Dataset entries
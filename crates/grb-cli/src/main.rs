use std::io::Read;
use std::path::PathBuf;
use std::sync::Arc;

use anyhow::{bail, Context, Result};
use clap::{Parser, Subcommand};
use grb_adapters::WebhookPayload;
use grb_core::{GrabStatus, SystemClock};
use grb_sync::reconcile::{build_report, render_markdown, write_report_bundle, DEFAULT_SAMPLE_LIMIT};
use grb_sync::{start_scheduler, GrabStore, HistoryFilter, SyncConfig, SyncService};
use tracing::info;
use tracing_subscriber::EnvFilter;

#[derive(Debug, Parser)]
#[command(name = "grb-cli")]
#[command(about = "Grab Reconciliation Bridge command-line interface")]
struct Cli {
    #[command(subcommand)]
    command: Option<Commands>,
}

#[derive(Debug, Subcommand)]
enum Commands {
    /// Apply the database schema.
    Migrate,
    /// Run one history sync cycle.
    Sync {
        /// Ignore stored cursors and re-read the whole lookback window.
        #[arg(long)]
        full_scan: bool,
    },
    /// Run the periodic history sync until interrupted.
    Serve,
    /// Ingest one webhook payload (JSON) from a file or stdin.
    Webhook {
        #[arg(long)]
        file: Option<PathBuf>,
    },
    /// Re-ingest a ledger entry, falling back to a direct indexer download.
    Recover {
        download_id: String,
        #[arg(long)]
        instance: Option<String>,
    },
    /// List ledger entries joined with the canonical store.
    History {
        #[arg(long, default_value_t = 200)]
        limit: i64,
        #[arg(long)]
        instance: Option<String>,
        #[arg(long)]
        tracker: Option<String>,
        #[arg(long)]
        download_id: Option<String>,
        /// `downloaded` or `missing`.
        #[arg(long)]
        status: Option<String>,
        #[arg(long)]
        source: Option<String>,
        /// Keep every ledger row instead of the newest per identity.
        #[arg(long)]
        all: bool,
    },
    /// Compare the canonical store with the history ledger.
    Report {
        #[arg(long, default_value_t = DEFAULT_SAMPLE_LIMIT)]
        limit: i64,
        /// Also write the markdown/JSON/parquet bundle under REPORTS_DIR.
        #[arg(long)]
        write: bool,
    },
}

fn init_tracing() {
    let filter = EnvFilter::try_from_default_env()
        .or_else(|_| {
            EnvFilter::try_new(std::env::var("LOG_LEVEL").unwrap_or_else(|_| "info".to_string()))
        })
        .unwrap_or_else(|_| EnvFilter::new("info"));
    tracing_subscriber::fmt()
        .with_env_filter(filter)
        .with_writer(std::io::stderr)
        .init();
}

async fn open_store(config: &SyncConfig) -> Result<GrabStore> {
    GrabStore::connect(&config.database_url, Arc::new(SystemClock))
        .await
        .with_context(|| format!("opening database {}", config.database_url))
}

fn print_json(value: &impl serde::Serialize) -> Result<()> {
    println!("{}", serde_json::to_string_pretty(value).context("serializing output")?);
    Ok(())
}

#[tokio::main]
async fn main() -> Result<()> {
    init_tracing();
    let cli = Cli::parse();
    let config = SyncConfig::from_env();

    match cli.command.unwrap_or(Commands::Sync { full_scan: false }) {
        Commands::Migrate => {
            open_store(&config).await?;
            println!("migrations applied: {}", config.database_url);
        }
        Commands::Sync { full_scan } => {
            let service = SyncService::from_config(&config).await?;
            match service.run_cycle(full_scan).await {
                Some(summary) => print_json(&summary)?,
                None => eprintln!("history sync already running"),
            }
        }
        Commands::Serve => {
            let service = Arc::new(SyncService::from_config(&config).await?);
            let mut sched = if config.scheduler_enabled {
                Some(start_scheduler(service.clone(), config.history.interval).await?)
            } else {
                info!("scheduler disabled; waiting for shutdown");
                None
            };
            tokio::signal::ctrl_c().await.context("waiting for ctrl-c")?;
            if let Some(sched) = sched.as_mut() {
                sched.shutdown().await.context("stopping scheduler")?;
            }
            print_json(&service.status().await)?;
        }
        Commands::Webhook { file } => {
            let body = match file {
                Some(path) => std::fs::read_to_string(&path)
                    .with_context(|| format!("reading {}", path.display()))?,
                None => {
                    let mut body = String::new();
                    std::io::stdin()
                        .read_to_string(&mut body)
                        .context("reading webhook payload from stdin")?;
                    body
                }
            };
            let payload: WebhookPayload =
                serde_json::from_str(&body).context("parsing webhook payload")?;
            let service = SyncService::from_config(&config).await?;
            let result = service
                .ingestor()
                .handle_webhook_grab(&payload, &config.webhook)
                .await;
            print_json(&result)?;
        }
        Commands::Recover {
            download_id,
            instance,
        } => {
            let service = SyncService::from_config(&config).await?;
            let ingestor = service.ingestor();
            let Some(entry) = ingestor
                .store()
                .get_history_record(&download_id, instance.as_deref())
                .await?
            else {
                bail!("no history entry for download id {download_id}");
            };
            let result = ingestor
                .recover_from_history(
                    &entry,
                    config.history.min_score,
                    config.history.strict_hash,
                    true,
                )
                .await;
            print_json(&result)?;
        }
        Commands::History {
            limit,
            instance,
            tracker,
            download_id,
            status,
            source,
            all,
        } => {
            let status = match status.as_deref() {
                Some(raw) => Some(
                    GrabStatus::parse(raw)
                        .with_context(|| format!("unknown status {raw:?}"))?,
                ),
                None => None,
            };
            let filter = HistoryFilter {
                limit,
                instance,
                tracker,
                download_id,
                status,
                source,
                dedup: !all,
            };
            let store = open_store(&config).await?;
            print_json(&store.list_history(&filter).await?)?;
        }
        Commands::Report { limit, write } => {
            let store = open_store(&config).await?;
            let report = build_report(&store, limit).await?;
            println!("{}", render_markdown(&report));
            if write {
                let bundle = write_report_bundle(&report, &config.reports_dir).await?;
                println!("report bundle: {}", bundle.dir.display());
            }
        }
    }

    Ok(())
}
#![allow(dead_code)]

use std::collections::HashMap;
use std::sync::atomic::{AtomicUsize, Ordering};
use std::sync::{Arc, Mutex};
use std::time::Duration;

use async_trait::async_trait;
use chrono::{DateTime, TimeZone, Utc};
use grb_adapters::{
    AdapterError, ArtifactSource, HistoryRecord, HistorySource, IndexerCache, IndexerInfo,
    SearchIndex,
};
use grb_core::{Candidate, Clock, ManualClock};
use grb_storage::{info_hash, ArtifactError, ArtifactLimits, ArtifactStore, FetchError, StoredArtifact};
use grb_sync::{GrabStore, Ingestor};
use serde::Serialize;
use tempfile::TempDir;

pub fn base_time() -> DateTime<Utc> {
    Utc.with_ymd_and_hms(2024, 6, 1, 12, 0, 0).unwrap()
}

#[derive(Serialize)]
struct TorrentFile<'a> {
    announce: &'a str,
    info: TorrentInfo<'a>,
}

#[derive(Serialize)]
struct TorrentInfo<'a> {
    length: i64,
    name: &'a str,
    #[serde(rename = "piece length")]
    piece_length: i64,
    pieces: &'a str,
}

/// Minimal single-file torrent; `name` changes the info hash.
pub fn torrent(name: &str) -> (Vec<u8>, String) {
    let bytes = serde_bencode::to_bytes(&TorrentFile {
        announce: "http://tracker.test/announce",
        info: TorrentInfo {
            length: 1_500_000_000,
            name,
            piece_length: 262_144,
            pieces: "77777777777777777777",
        },
    })
    .unwrap();
    let hash = info_hash(&bytes).unwrap();
    (bytes, hash)
}

pub fn candidate(title: &str, indexer: &str, hash: Option<&str>, url: &str) -> Candidate {
    Candidate {
        title: Some(title.to_string()),
        indexer: Some(indexer.to_string()),
        indexer_id: Some(7),
        info_hash: hash.map(str::to_string),
        download_url: Some(url.to_string()),
        ..Default::default()
    }
}

#[derive(Default)]
pub struct FakeSearchIndex {
    pub candidates: Mutex<Vec<Candidate>>,
    pub indexers: Vec<IndexerInfo>,
    pub searches: AtomicUsize,
    pub fail: bool,
}

impl FakeSearchIndex {
    pub fn with(candidates: Vec<Candidate>) -> Self {
        Self {
            candidates: Mutex::new(candidates),
            indexers: vec![IndexerInfo {
                id: 7,
                name: "ExampleTracker".to_string(),
            }],
            ..Default::default()
        }
    }

    pub fn set(&self, candidates: Vec<Candidate>) {
        *self.candidates.lock().unwrap() = candidates;
    }
}

#[async_trait]
impl SearchIndex for FakeSearchIndex {
    async fn search(&self, _title: &str) -> Result<Vec<Candidate>, AdapterError> {
        self.searches.fetch_add(1, Ordering::SeqCst);
        if self.fail {
            return Err(AdapterError::Message("search index offline".into()));
        }
        Ok(self.candidates.lock().unwrap().clone())
    }

    async fn list_indexers(&self) -> Result<Vec<IndexerInfo>, AdapterError> {
        Ok(self.indexers.clone())
    }

    fn indexer_download_handle(&self, indexer_id: i64, locator: &str, file_name: &str) -> String {
        format!("fake://indexer/{indexer_id}/download?link={locator}&file={file_name}")
    }
}

/// Serves fixed bytes per download handle into a temp artifact store.
pub struct FakeArtifactSource {
    store: ArtifactStore,
    pub payloads: Mutex<HashMap<String, Vec<u8>>>,
    pub fetches: AtomicUsize,
}

impl FakeArtifactSource {
    pub fn new(root: &std::path::Path) -> Self {
        Self {
            store: ArtifactStore::new(root),
            payloads: Mutex::new(HashMap::new()),
            fetches: AtomicUsize::new(0),
        }
    }

    pub fn serve(&self, url: &str, bytes: Vec<u8>) {
        self.payloads.lock().unwrap().insert(url.to_string(), bytes);
    }
}

#[async_trait]
impl ArtifactSource for FakeArtifactSource {
    fn store(&self) -> &ArtifactStore {
        &self.store
    }

    async fn fetch(&self, download_url: &str, file_name: &str) -> Result<StoredArtifact, ArtifactError> {
        self.fetches.fetch_add(1, Ordering::SeqCst);
        let bytes = self.payloads.lock().unwrap().get(download_url).cloned();
        match bytes {
            Some(bytes) => {
                self.store
                    .store_bytes(file_name, &bytes, ArtifactLimits::default())
                    .await
            }
            None => Err(ArtifactError::Fetch(FetchError::HttpStatus {
                status: 404,
                url: download_url.to_string(),
            })),
        }
    }
}

/// Newest-first pages; optionally fails from `fail_from_page` on.
pub struct FakeHistorySource {
    pub instance: String,
    pub pages: Vec<Vec<HistoryRecord>>,
    pub fail_from_page: Option<u32>,
    pub requested: Mutex<Vec<u32>>,
}

impl FakeHistorySource {
    pub fn new(instance: &str, pages: Vec<Vec<HistoryRecord>>) -> Self {
        Self {
            instance: instance.to_string(),
            pages,
            fail_from_page: None,
            requested: Mutex::new(Vec::new()),
        }
    }

    pub fn requested_pages(&self) -> Vec<u32> {
        self.requested.lock().unwrap().clone()
    }
}

#[async_trait]
impl HistorySource for FakeHistorySource {
    fn instance(&self) -> &str {
        &self.instance
    }

    async fn history_page(&self, page: u32, _page_size: u32) -> Result<Vec<HistoryRecord>, AdapterError> {
        self.requested.lock().unwrap().push(page);
        if self.fail_from_page.is_some_and(|fail| page >= fail) {
            return Err(AdapterError::Message(format!("page {page} unavailable")));
        }
        Ok(self
            .pages
            .get(page as usize - 1)
            .cloned()
            .unwrap_or_default())
    }
}

pub fn grabbed(id: i64, download_id: &str, title: &str, at: DateTime<Utc>) -> HistoryRecord {
    HistoryRecord {
        id: Some(id),
        event_type: Some("grabbed".to_string()),
        download_id: Some(download_id.to_string()),
        source_title: Some(title.to_string()),
        indexer: Some("ExampleTracker".to_string()),
        size: Some(1_500_000_000),
        info_url: Some(format!("https://x/{id}")),
        date: Some(at),
    }
}

pub struct Harness {
    pub clock: Arc<ManualClock>,
    pub store: GrabStore,
    pub search: Arc<FakeSearchIndex>,
    pub artifacts: Arc<FakeArtifactSource>,
    pub ingestor: Arc<Ingestor>,
    pub dir: TempDir,
}

impl Harness {
    pub async fn new(search: FakeSearchIndex) -> Self {
        let clock = Arc::new(ManualClock::new(base_time()));
        let store = GrabStore::in_memory(clock.clone() as Arc<dyn Clock>)
            .await
            .unwrap();
        let dir = tempfile::tempdir().unwrap();
        let search = Arc::new(search);
        let artifacts = Arc::new(FakeArtifactSource::new(&dir.path().join("torrents")));
        let indexers = Arc::new(IndexerCache::new(
            Duration::from_secs(3600),
            clock.clone() as Arc<dyn Clock>,
        ));
        let ingestor = Arc::new(Ingestor::new(
            store.clone(),
            Some(search.clone() as Arc<dyn SearchIndex>),
            artifacts.clone() as Arc<dyn ArtifactSource>,
            indexers,
        ));
        Self {
            clock,
            store,
            search,
            artifacts,
            ingestor,
            dir,
        }
    }

    pub fn artifact_path(&self, file_name: &str) -> std::path::PathBuf {
        self.dir.path().join("torrents").join(file_name)
    }
}
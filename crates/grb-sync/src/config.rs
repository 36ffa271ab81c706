use std::path::PathBuf;
use std::time::Duration;

use grb_storage::{ArtifactLimits, BackoffPolicy, HttpClientConfig};
use serde::{Deserialize, Serialize};
use tracing::warn;

#[derive(Debug, Clone, Copy, PartialEq, Eq, Serialize, Deserialize)]
#[serde(rename_all = "snake_case")]
pub enum IngestionMode {
    WebhookPlusHistory,
    WebhookOnly,
}

impl IngestionMode {
    pub fn parse(value: &str) -> Option<Self> {
        match value.trim().to_ascii_lowercase().as_str() {
            "webhook_plus_history" => Some(Self::WebhookPlusHistory),
            "webhook_only" => Some(Self::WebhookOnly),
            _ => None,
        }
    }

    pub fn as_str(&self) -> &'static str {
        match self {
            Self::WebhookPlusHistory => "webhook_plus_history",
            Self::WebhookOnly => "webhook_only",
        }
    }
}

/// One download-manager deployment whose history is polled.
#[derive(Debug, Clone, PartialEq, Eq, Serialize)]
pub struct HistoryApp {
    pub name: String,
    pub url: String,
    pub api_key: String,
    pub kind: Option<String>,
    pub enabled: bool,
}

#[derive(Debug, Deserialize)]
struct RawHistoryApp {
    #[serde(default)]
    name: Option<String>,
    #[serde(default)]
    url: Option<String>,
    #[serde(default)]
    api_key: Option<String>,
    #[serde(default, rename = "type")]
    kind: Option<String>,
    #[serde(default)]
    enabled: Option<bool>,
}

#[derive(Debug, Clone)]
pub struct HistorySettings {
    pub interval: Duration,
    pub lookback_days: i64,
    pub page_size: u32,
    pub max_pages: u32,
    pub event_type: String,
    pub min_score: i32,
    pub strict_hash: bool,
    pub download_from_history: bool,
    pub ingestion_mode: IngestionMode,
}

#[derive(Debug, Clone)]
pub struct WebhookSettings {
    pub min_score: i32,
    pub strict: bool,
    pub download: bool,
}

/// Immutable configuration snapshot, built once and passed by reference.
#[derive(Debug, Clone)]
pub struct SyncConfig {
    pub database_url: String,
    pub data_dir: PathBuf,
    pub torrent_dir: PathBuf,
    pub reports_dir: PathBuf,
    pub prowlarr_url: Option<String>,
    pub prowlarr_api_key: Option<String>,
    pub history_apps: Vec<HistoryApp>,
    pub history: HistorySettings,
    pub webhook: WebhookSettings,
    pub network_retries: usize,
    pub network_backoff: Duration,
    pub network_timeout: Duration,
    pub torrents_max_size_mb: u64,
    pub user_agent: String,
    pub scheduler_enabled: bool,
    pub indexer_cache_ttl: Duration,
}

impl SyncConfig {
    pub fn from_env() -> Self {
        Self::from_lookup(|key| std::env::var(key).ok())
    }

    pub fn from_lookup(lookup: impl Fn(&str) -> Option<String>) -> Self {
        let var = |key: &str| {
            lookup(key)
                .map(|v| v.trim().to_string())
                .filter(|v| !v.is_empty())
        };
        let number = |key: &str, default: i64| {
            var(key)
                .and_then(|v| v.parse::<i64>().ok())
                .unwrap_or(default)
        };
        let flag = |key: &str, default: bool| var(key).map(|v| parse_bool(&v)).unwrap_or(default);

        let data_dir = var("DATA_DIR")
            .map(PathBuf::from)
            .unwrap_or_else(|| PathBuf::from("./data"));
        let torrent_dir = var("TORRENT_DIR")
            .map(PathBuf::from)
            .unwrap_or_else(|| data_dir.join("torrents"));

        let ingestion_mode = match var("HISTORY_INGESTION_MODE") {
            Some(raw) => IngestionMode::parse(&raw).unwrap_or_else(|| {
                warn!(value = %raw, "unknown HISTORY_INGESTION_MODE; using webhook_plus_history");
                IngestionMode::WebhookPlusHistory
            }),
            None => IngestionMode::WebhookPlusHistory,
        };

        let backoff_secs = var("NETWORK_BACKOFF_SECONDS")
            .and_then(|v| v.parse::<f64>().ok())
            .filter(|v| v.is_finite() && *v >= 0.0)
            .unwrap_or(1.0);

        Self {
            database_url: var("DATABASE_URL")
                .unwrap_or_else(|| "sqlite://./data/grabs.db".to_string()),
            data_dir,
            torrent_dir,
            reports_dir: var("REPORTS_DIR")
                .map(PathBuf::from)
                .unwrap_or_else(|| PathBuf::from("./reports")),
            prowlarr_url: var("PROWLARR_URL").map(|u| u.trim_end_matches('/').to_string()),
            prowlarr_api_key: var("PROWLARR_API_KEY"),
            history_apps: var("HISTORY_APPS")
                .map(|raw| parse_history_apps(&raw))
                .unwrap_or_default(),
            history: HistorySettings {
                interval: Duration::from_secs(number("HISTORY_SYNC_INTERVAL_SECONDS", 3600).max(1) as u64),
                lookback_days: number("HISTORY_LOOKBACK_DAYS", 7).max(1),
                page_size: number("HISTORY_PAGE_SIZE", 200).clamp(1, 1000) as u32,
                max_pages: number("HISTORY_MAX_PAGES", 10).max(1) as u32,
                event_type: "grabbed".to_string(),
                min_score: number("HISTORY_MIN_SCORE", 3) as i32,
                strict_hash: flag("HISTORY_STRICT_HASH", false),
                download_from_history: flag("HISTORY_DOWNLOAD_FROM_HISTORY", true),
                ingestion_mode,
            },
            webhook: WebhookSettings {
                min_score: number("WEBHOOK_MIN_SCORE", 3) as i32,
                strict: flag("WEBHOOK_STRICT", true),
                download: flag("WEBHOOK_DOWNLOAD", true),
            },
            network_retries: number("NETWORK_RETRIES", 3).max(1) as usize,
            network_backoff: Duration::from_secs_f64(backoff_secs),
            network_timeout: Duration::from_secs(number("NETWORK_TIMEOUT_SECONDS", 10).max(1) as u64),
            torrents_max_size_mb: number("TORRENTS_MAX_SIZE_MB", 50).max(1) as u64,
            user_agent: var("GRB_USER_AGENT").unwrap_or_else(|| "grb/0.1".to_string()),
            scheduler_enabled: flag("GRB_SCHEDULER_ENABLED", true),
            indexer_cache_ttl: Duration::from_secs(number("INDEXER_CACHE_TTL_SECONDS", 3600).max(0) as u64),
        }
    }

    /// Search index credentials, when both are set.
    pub fn search_index(&self) -> Option<(&str, &str)> {
        Some((self.prowlarr_url.as_deref()?, self.prowlarr_api_key.as_deref()?))
    }

    pub fn enabled_history_apps(&self) -> impl Iterator<Item = &HistoryApp> {
        self.history_apps.iter().filter(|app| app.enabled)
    }

    pub fn http_client_config(&self) -> HttpClientConfig {
        HttpClientConfig {
            timeout: self.network_timeout,
            user_agent: Some(self.user_agent.clone()),
            backoff: BackoffPolicy::from_attempts(self.network_retries, self.network_backoff),
            ..Default::default()
        }
    }

    pub fn artifact_limits(&self) -> ArtifactLimits {
        ArtifactLimits::with_max_megabytes(self.torrents_max_size_mb)
    }
}

pub fn parse_bool(value: &str) -> bool {
    matches!(
        value.trim().to_ascii_lowercase().as_str(),
        "1" | "true" | "yes" | "on"
    )
}

/// Entries missing a name, URL or API key are dropped.
pub fn parse_history_apps(raw: &str) -> Vec<HistoryApp> {
    let parsed: Vec<RawHistoryApp> = match serde_json::from_str(raw) {
        Ok(apps) => apps,
        Err(err) => {
            warn!(error = %err, "HISTORY_APPS is not a JSON array of apps; ignoring");
            return Vec::new();
        }
    };
    let present = |v: Option<String>| v.map(|s| s.trim().to_string()).filter(|s| !s.is_empty());
    parsed
        .into_iter()
        .filter_map(|app| {
            Some(HistoryApp {
                name: present(app.name)?.to_lowercase(),
                url: present(app.url)?.trim_end_matches('/').to_string(),
                api_key: present(app.api_key)?,
                kind: present(app.kind),
                enabled: app.enabled.unwrap_or(true),
            })
        })
        .collect()
}

#[cfg(test)]
mod tests {
    use super::*;
    use std::collections::HashMap;

    fn config_from(pairs: &[(&str, &str)]) -> SyncConfig {
        let map: HashMap<String, String> = pairs
            .iter()
            .map(|(k, v)| (k.to_string(), v.to_string()))
            .collect();
        SyncConfig::from_lookup(|key| map.get(key).cloned())
    }

    #[test]
    fn defaults_apply_without_environment() {
        let config = config_from(&[]);
        assert_eq!(config.database_url, "sqlite://./data/grabs.db");
        assert_eq!(config.torrent_dir, PathBuf::from("./data/torrents"));
        assert_eq!(config.history.lookback_days, 7);
        assert_eq!(config.history.page_size, 200);
        assert_eq!(config.history.max_pages, 10);
        assert_eq!(config.history.ingestion_mode, IngestionMode::WebhookPlusHistory);
        assert!(!config.history.strict_hash);
        assert!(config.webhook.strict);
        assert_eq!(config.network_retries, 3);
        assert!(config.search_index().is_none());
        assert!(config.history_apps.is_empty());
    }

    #[test]
    fn values_are_clamped_and_flags_parsed() {
        let config = config_from(&[
            ("HISTORY_LOOKBACK_DAYS", "0"),
            ("TORRENTS_MAX_SIZE_MB", "-4"),
            ("HISTORY_STRICT_HASH", "Yes"),
            ("WEBHOOK_DOWNLOAD", "off"),
            ("HISTORY_INGESTION_MODE", "webhook_only"),
            ("DATA_DIR", "/srv/grb"),
            ("PROWLARR_URL", "http://prowlarr:9696/"),
            ("PROWLARR_API_KEY", "k"),
        ]);
        assert_eq!(config.history.lookback_days, 1);
        assert_eq!(config.torrents_max_size_mb, 1);
        assert!(config.history.strict_hash);
        assert!(!config.webhook.download);
        assert_eq!(config.history.ingestion_mode, IngestionMode::WebhookOnly);
        assert_eq!(config.torrent_dir, PathBuf::from("/srv/grb/torrents"));
        assert_eq!(config.search_index(), Some(("http://prowlarr:9696", "k")));
    }

    #[test]
    fn history_apps_drop_incomplete_entries() {
        let apps = parse_history_apps(
            r#"[
                {"name": "Radarr", "url": "http://radarr:7878/", "api_key": "a", "type": "radarr"},
                {"name": "Sonarr", "url": "http://sonarr:8989", "api_key": "b", "enabled": false},
                {"name": "", "url": "http://x", "api_key": "c"},
                {"name": "nokey", "url": "http://y"}
            ]"#,
        );
        assert_eq!(apps.len(), 2);
        assert_eq!(apps[0].name, "radarr");
        assert_eq!(apps[0].url, "http://radarr:7878");
        assert_eq!(apps[0].kind.as_deref(), Some("radarr"));
        assert!(!apps[1].enabled);
        assert!(parse_history_apps("not json").is_empty());
    }
}
impl From<HistoryRow> for HistoryEntry {
    fn from(row: HistoryRow) -> Self {
        HistoryEntry {
            id: row.id,
            instance: row.instance,
            raw_id: row.raw_id,
            event_type: row.event_type,
            download_id: row.download_id,
            source_title: row.source_title,
            indexer: row.indexer,
            size: row.size,
            info_url: row.info_url,
            grabbed_at: row.grabbed_at.as_deref().and_then(parse_timestamp),
        }
    }
}

#[derive(Debug, FromRow)]
struct HistoryListingRow {
    #[sqlx(flatten)]
    entry: HistoryRow,
    artifact_path: Option<String>,
    status: String,
    source: String,
    source_last_seen: String,
    in_canonical: i64,
}

#[derive(Debug, FromRow)]
struct SyncLogRow {
    id: i64,
    run_id: String,
    sync_at: String,
    status: String,
    error: Option<String>,
    ingested: i64,
    inserted: i64,
}

impl HistoryRow {
    /// Fold a new sighting of the same ledger key into this row. Identity
    /// columns are only filled; descriptive columns take the newer non-null
    /// value; `grabbed_at` keeps the latest timestamp.
    fn merged(
        &self,
        entry: &NewHistoryEntry,
        raw_id: Option<i64>,
        download_id: Option<&str>,
        grabbed_at: Option<&str>,
    ) -> HistoryRow {
        HistoryRow {
            raw_id: self.raw_id.or(raw_id),
            download_id: self.download_id.clone().or_else(|| download_id.map(str::to_string)),
            event_type: entry.event_type.clone().or_else(|| self.event_type.clone()),
            source_title: entry.source_title.clone().or_else(|| self.source_title.clone()),
            indexer: entry.indexer.clone().or_else(|| self.indexer.clone()),
            size: entry.size.or(self.size),
            info_url: entry.info_url.clone().or_else(|| self.info_url.clone()),
            grabbed_at: self.grabbed_at.clone().max(grabbed_at.map(str::to_string)),
            ..self.clone()
        }
    }
}

const HISTORY_COLUMNS: &str = "hs.id, hs.instance, hs.raw_id, hs.event_type, hs.download_id, \
     hs.source_title, hs.indexer, hs.size, hs.info_url, hs.grabbed_at";

#[derive(Debug, Clone)]
pub struct GrabStore {
    pool: SqlitePool,
    clock: Arc<dyn Clock>,
    schema: Arc<OnceCell<()>>,
}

### Brief
In the entries above, which lines hold the word "BackoffPolicy"? Copy them out.

### Solution for this problem
use grb_storage::{ArtifactLimits, BackoffPolicy, HttpClientConfig};
            backoff: BackoffPolicy::from_attempts(self.network_retries, self.network_backoff),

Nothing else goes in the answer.